I must find the distance between $S^n(0,1)$ and the plane $P=\{x\in\mathbb{R}^N/<x,v>=a\}$, for some $a\in \mathbb{R}$ and $v\in\mathbb{R}^N$.
I tried to use the lagrange multipliers by defining $f,\phi_1,\phi_2:\mathbb{R}^{N+1}\to\mathbb{R}$
$f(u,v)=\{u\in\mathbb{R}^N,v\in\mathbb{R},(x,y)\in S^N/|(u,v)-(x,y)|\}$ is the distance function I want to minimize.
$\phi_1(x,y)=\{x\in\mathbb{R}^N,y\in\mathbb{R}/|(x,y)|^2=1\}$, the sphere.
$\phi_2(x,0)=\{x,v\in\mathbb{R}^N, a\in \mathbb{R}/<(x,0),(v,0)>=a\}$
Then, I can make $\nabla f(p)=\lambda_1\nabla\phi_1(p)+\lambda_2\nabla\phi_2(p)$
But I'm lost, $f$ depends actually on $(u,v)$ but also on $(x,y)$, so the gradient doesn't fit in the equation. Any help will be appreciated.
For $x\in S^{N-1}=\{x\in\mathbb{R}^N~:~|x|=1\}$ and $y\in P$ you get critical points of the distant if $T_xS^{N-1}=T_yP$ since both sets are manifolds of dimension $N-1$. Since $T_yP=\{z\in\mathbb{R}^N~:~\langle z,v\rangle =0\}$ and $T_xS^{N-1}=\{z\in\mathbb{R}^N~:~\langle z,x\rangle=0\}$ it can just match if $x=\lambda v$ for some $\lambda \in\mathbb{R}$. Since $x\in S^{N-1}$ we get $1=|x|=|\lambda||v|$ and $|\lambda|=\frac1{|v|}$. Therefore either $x_-=-\frac1{|v|}v$ or $x_+=\frac1{|v|}v$ minimizes the distance.
Now you need the point $y\in P$, which minimizes the distance to $S^{N-1}$. Therefore $y$ needs to be orthogonal to $$ T_{x_\pm}S^{N-1}=\{z\in\mathbb{R}^N~:~\langle z,x_{\pm}\rangle =0\}=\{z\in\mathbb{R}^N~:~\langle z,v\rangle =0\}, $$ which yields $y=\mu v$ for some $\mu\in\mathbb{R}$. You can compute $ a=\langle y,v\rangle = \langle \mu v,v\rangle = \mu \langle v,v\rangle = \mu |v|^2 $. So you point on $P$ is $y=\frac{a}{|v|^2}v$.

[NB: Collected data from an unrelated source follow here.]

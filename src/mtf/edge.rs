use super::{transfer::line_spread, EdgeProfile, MtfError};

/// Index of the steepest intensity change in the profile
///
/// It is the index of the largest absolute first difference, the first one if
/// several are equal: for a step between samples `i` and `i+1` the edge is at `i`.
pub fn locate_edge(profile: &EdgeProfile) -> Result<usize, MtfError> {
    if profile.len() < 2 {
        return Err(MtfError::DegenerateProfile(profile.len()));
    }
    let lsf = line_spread(profile);
    let (index, _) = lsf
        .iter()
        .enumerate()
        .fold((0, f64::NEG_INFINITY), |(k, max), (i, &value)| {
            if value > max {
                (i, value)
            } else {
                (k, max)
            }
        });
    Ok(index)
}

#[cfg(test)]
mod tests {
    use super::*;
    use crate::mtf::Orientation;

    fn profile(values: &[f64]) -> EdgeProfile {
        EdgeProfile::new(Orientation::Vertical, 0, values.to_vec())
    }

    #[test]
    fn rising_edge() {
        assert_eq!(locate_edge(&profile(&[0., 0., 0., 10., 10., 10.])).unwrap(), 2);
    }

    #[test]
    fn falling_edge() {
        assert_eq!(locate_edge(&profile(&[200., 200., 190., 20., 15.])).unwrap(), 2);
    }

    #[test]
    fn first_of_equal_steps() {
        assert_eq!(locate_edge(&profile(&[0., 5., 10., 15.])).unwrap(), 0);
    }

    #[test]
    fn too_short() {
        for values in [vec![], vec![1.]] {
            assert!(matches!(
                locate_edge(&profile(&values)),
                Err(MtfError::DegenerateProfile(n)) if n == values.len()
            ));
        }
    }
}
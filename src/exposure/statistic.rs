use crate::frame::{Frame, FrameError};

/// Mean of all the samples of a frame, all channels included
pub fn mean_brightness(frame: &Frame) -> Result<f64, FrameError> {
    if frame.is_empty() {
        return Err(FrameError::Empty);
    }
    let samples = frame.samples();
    Ok(samples.iter().sum::<f64>() / samples.len() as f64)
}
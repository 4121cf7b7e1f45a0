use std::{path::PathBuf, process::Child};

use indicatif::{ProgressBar, ProgressIterator};
use structopt::StructOpt;
use xray_qa::{
    exposure::{self, ExposureSeries, RetentionConfig},
    report::{CsvReport, LogReport, Reports},
    viewer::Viewer,
    ImageFileLoader,
};

#[derive(Debug, StructOpt)]
#[structopt(
    name = "exposure-series",
    about = "Finds the best exposure of each image series and deletes the useless images"
)]
struct Opt {
    /// Root of the image series directories
    #[structopt(long, default_value = ".")]
    path: PathBuf,
    /// Image file extension
    #[structopt(long, default_value = "jpg")]
    extension: String,
    /// Brightness threshold in grey levels (also a percentage of the second darkest image)
    #[structopt(short, long, default_value = "5")]
    threshold: f64,
    /// Images are only deleted from series with more images than this
    #[structopt(long, default_value = "15")]
    min_count: usize,
    /// Delete files and directories, otherwise only report what could be deleted
    #[structopt(long)]
    delete: bool,
    /// Directory where the per-series reports are written (default: the root path)
    #[structopt(long)]
    report: Option<PathBuf>,
    /// Plot the mean of the images of each series
    #[structopt(short, long)]
    plot: bool,
    /// Viewer command opened on each remaining series, e.g. "ImageJ-linux64 -macro stack.ijm"
    #[structopt(long)]
    viewer: Option<String>,
}

fn main() -> anyhow::Result<()> {
    env_logger::init();
    let opt = Opt::from_args();

    let config = RetentionConfig::default()
        .threshold(opt.threshold)
        .min_count(opt.min_count)
        .enable_deletion(opt.delete);
    let report_path = opt.report.unwrap_or_else(|| opt.path.clone());
    let reports = Reports::new()
        .push(LogReport)
        .push(CsvReport::new(&report_path));
    #[cfg(feature = "plot")]
    let reports = if opt.plot {
        reports.push(xray_qa::report::PlotReport::new(&report_path))
    } else {
        reports
    };
    #[cfg(not(feature = "plot"))]
    if opt.plot {
        log::warn!("plotting requires the `plot` feature");
    }
    let mut reports = reports;
    let viewer = opt
        .viewer
        .as_deref()
        .and_then(Viewer::from_command_line);

    let series = ExposureSeries::walk(&opt.path, &opt.extension)?;
    println!("Found {} image series in {:?}", series.len(), opt.path);

    let pb = ProgressBar::new(series.len() as u64);
    let summary = exposure::process_all(
        series.iter().progress_with(pb),
        &ImageFileLoader,
        &config,
        &mut reports,
    );
    let mut viewers: Vec<Child> = match &viewer {
        Some(viewer) => series
            .iter()
            .filter(|s| !s.is_empty())
            .filter_map(|s| viewer.open(s.origin()))
            .collect(),
        None => vec![],
    };

    println!(
        "{} series processed, {} skipped, {} failed",
        summary.processed, summary.skipped, summary.failed
    );
    if opt.delete {
        println!(
            "{} series and {} images deleted",
            summary.deleted_series, summary.deleted_files
        );
    }
    // viewers still open are left running
    viewers.retain_mut(|child| !matches!(child.try_wait(), Ok(Some(_))));
    if !viewers.is_empty() {
        log::info!("{} viewer(s) still open", viewers.len());
    }
    Ok(())
}
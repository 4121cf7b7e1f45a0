use std::{
    fmt, fs, io,
    path::{Path, PathBuf},
};

use super::{Classification, DeletionReason, MeasuredSeries, RetentionConfig, RetentionDecision};

#[derive(Debug, thiserror::Error)]
pub enum RetentionError {
    #[error("failed to remove series {series:?}")]
    RemoveSeries {
        series: PathBuf,
        #[source]
        source: io::Error,
    },
    #[error("failed to remove {file:?} from series {series:?}, remaining deletions aborted")]
    RemoveFile {
        series: PathBuf,
        file: PathBuf,
        #[source]
        source: io::Error,
        /// Outcomes of the images handled before the failure
        pruned: Vec<FileOutcome>,
    },
}
impl RetentionError {
    /// Images of the series left before the failure, `None` if the series was not pruned
    pub fn partial_outcome(&self) -> Option<RetentionOutcome> {
        match self {
            RetentionError::RemoveFile { pruned, .. } => {
                Some(RetentionOutcome::Pruned(pruned.clone()))
            }
            RetentionError::RemoveSeries { .. } => None,
        }
    }
    /// Number of files removed from disk before the failure
    pub fn n_deleted(&self) -> usize {
        self.partial_outcome()
            .map_or(0, |outcome| outcome.n_deleted(0))
    }
}
type Result<T> = std::result::Result<T, RetentionError>;

/// What happened to an image
#[derive(Debug, Clone, Copy, PartialEq, Eq)]
pub enum Action {
    Kept,
    Deleted,
    WouldBeDeleted,
}
impl fmt::Display for Action {
    fn fmt(&self, f: &mut fmt::Formatter<'_>) -> fmt::Result {
        match self {
            Action::Kept => write!(f, "is kept"),
            Action::Deleted => write!(f, "is deleted"),
            Action::WouldBeDeleted => write!(f, "could be deleted"),
        }
    }
}

#[derive(Debug, Clone, PartialEq)]
pub struct FileOutcome {
    pub file: PathBuf,
    pub mean: f64,
    pub action: Action,
}

/// Side effects of a retention decision
#[derive(Debug, Clone, PartialEq)]
pub enum RetentionOutcome {
    /// The series was discarded, `removed` tells if its directory is gone
    SeriesDeleted {
        reason: DeletionReason,
        removed: bool,
    },
    /// The series is kept, some images may have been removed
    Pruned(Vec<FileOutcome>),
}
impl RetentionOutcome {
    /// Number of files removed from disk, a removed series directory counts for `series_len`
    pub fn n_deleted(&self, series_len: usize) -> usize {
        match self {
            RetentionOutcome::SeriesDeleted { removed: true, .. } => series_len,
            RetentionOutcome::SeriesDeleted { removed: false, .. } => 0,
            RetentionOutcome::Pruned(files) => files
                .iter()
                .filter(|f| f.action == Action::Deleted)
                .count(),
        }
    }
}

/// Filesystem operations used by [RetentionExecutor]
pub trait Remover {
    fn remove_dir_all(&mut self, path: &Path) -> io::Result<()>;
    fn remove_file(&mut self, path: &Path) -> io::Result<()>;
}

/// Removes files and directories with [std::fs]
#[derive(Debug, Default, Clone, Copy)]
pub struct FsRemover;
impl Remover for FsRemover {
    fn remove_dir_all(&mut self, path: &Path) -> io::Result<()> {
        fs::remove_dir_all(path)
    }
    fn remove_file(&mut self, path: &Path) -> io::Result<()> {
        fs::remove_file(path)
    }
}

/// Applies retention decisions
///
/// Deletions are not transactional: a failure leaves the series partially pruned.
pub struct RetentionExecutor<R = FsRemover> {
    enable_deletion: bool,
    min_count: usize,
    remover: R,
}
impl RetentionExecutor<FsRemover> {
    pub fn new(config: &RetentionConfig) -> Self {
        Self::with_remover(config, FsRemover)
    }
}
impl<R: Remover> RetentionExecutor<R> {
    pub fn with_remover(config: &RetentionConfig, remover: R) -> Self {
        Self {
            enable_deletion: config.enable_deletion,
            min_count: config.min_count,
            remover,
        }
    }
    pub fn into_remover(self) -> R {
        self.remover
    }
    /// Deletes the series or the candidate images of the series
    pub fn apply(
        &mut self,
        series: &MeasuredSeries,
        classification: &Classification,
    ) -> Result<RetentionOutcome> {
        match &classification.decision {
            RetentionDecision::DeleteWholeSeries { reason } => {
                log::info!(
                    "{}: {reason} (min: {:.2}, max: {:.2})",
                    series.name(),
                    classification.minimum,
                    classification.maximum
                );
                if self.enable_deletion {
                    log::info!("deleting the whole directory {:?}", series.origin());
                    self.remover
                        .remove_dir_all(series.origin())
                        .map_err(|source| RetentionError::RemoveSeries {
                            series: series.origin().to_path_buf(),
                            source,
                        })?;
                } else {
                    log::info!("the whole directory {:?} could be deleted", series.origin());
                }
                Ok(RetentionOutcome::SeriesDeleted {
                    reason: *reason,
                    removed: self.enable_deletion,
                })
            }
            RetentionDecision::KeepSeries { per_image } => {
                if let Some(level) = classification.reference_level {
                    log::info!(
                        "{}: looking for images with a mean value between {:.2} and {:.2}",
                        series.name(),
                        classification.minimum,
                        level
                    );
                }
                let delete = self.enable_deletion && series.file_count() > self.min_count;
                let mut outcomes = Vec::with_capacity(per_image.len());
                for (measurement, &candidate) in series.measurements().iter().zip(per_image) {
                    let action = match (candidate, delete) {
                        (false, _) => Action::Kept,
                        (true, false) => Action::WouldBeDeleted,
                        (true, true) => match self.remover.remove_file(&measurement.file) {
                            Ok(()) => Action::Deleted,
                            Err(source) => {
                                return Err(RetentionError::RemoveFile {
                                    series: series.origin().to_path_buf(),
                                    file: measurement.file.clone(),
                                    source,
                                    pruned: outcomes,
                                })
                            }
                        },
                    };
                    log::debug!(
                        "{:?} has a mean of {:.2} and {action}",
                        measurement.file.file_name().unwrap_or_default(),
                        measurement.mean
                    );
                    outcomes.push(FileOutcome {
                        file: measurement.file.clone(),
                        mean: measurement.mean,
                        action,
                    });
                }
                Ok(RetentionOutcome::Pruned(outcomes))
            }
        }
    }
}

Finally you check $$ |x_\pm-y|=\left|\pm\frac1{|v|}v-\frac{a}{|v|^2}v\right|=\frac{|a\pm|v||}{|v|^2}|v|=\frac{|a\pm|v||}{|v|}. $$ You minimal distance is then $$ \min\left\{\frac{|a+|v||}{|v|},\frac{|a-|v||}{|v|}\right\}=\begin{cases} \frac{|a+|v||}{|v|} & a<0\\ \frac{|a-|v||}{|v|} & a>0 \end{cases}. $$ We just consider the case, that $P\cap S^{N-1}=\emptyset$, otherwise the distance is obiously $0$, and therefore $a\neq 0$.
If you like to check when $P\cap S^{N-1}=\emptyset$, then you consider that $v$ is orthogonal on $P$. Therefore $|y|=\left|\frac{a}{|v|^2}v\right|=\frac{|a|}{|v|}$ gives the distance from $P$ to the orgin. For $P\cap S^{N-1}=\emptyset$ it is necessary, that $|y|>1$ which is the same as $|a|>|v|$. In that case you can simplify your minimal distance since $\min\{|a+|v||,|a-|v||\}=|a|-|v|$ and you get your minimal distance $$ \begin{cases} \frac{|a|-|v|}{|v|}=\frac{|a|}{|v|}-1 & |a|>|v|\\ 0 & |a|\leq |v| \end{cases}. $$ Remark:
Some arguments just work, if you know, that you have minimizing points on $S^{N-1}$ and $P$. But since $P$ is closed and $S^{N-1}$ is compact, it is easy to prove, that they exists.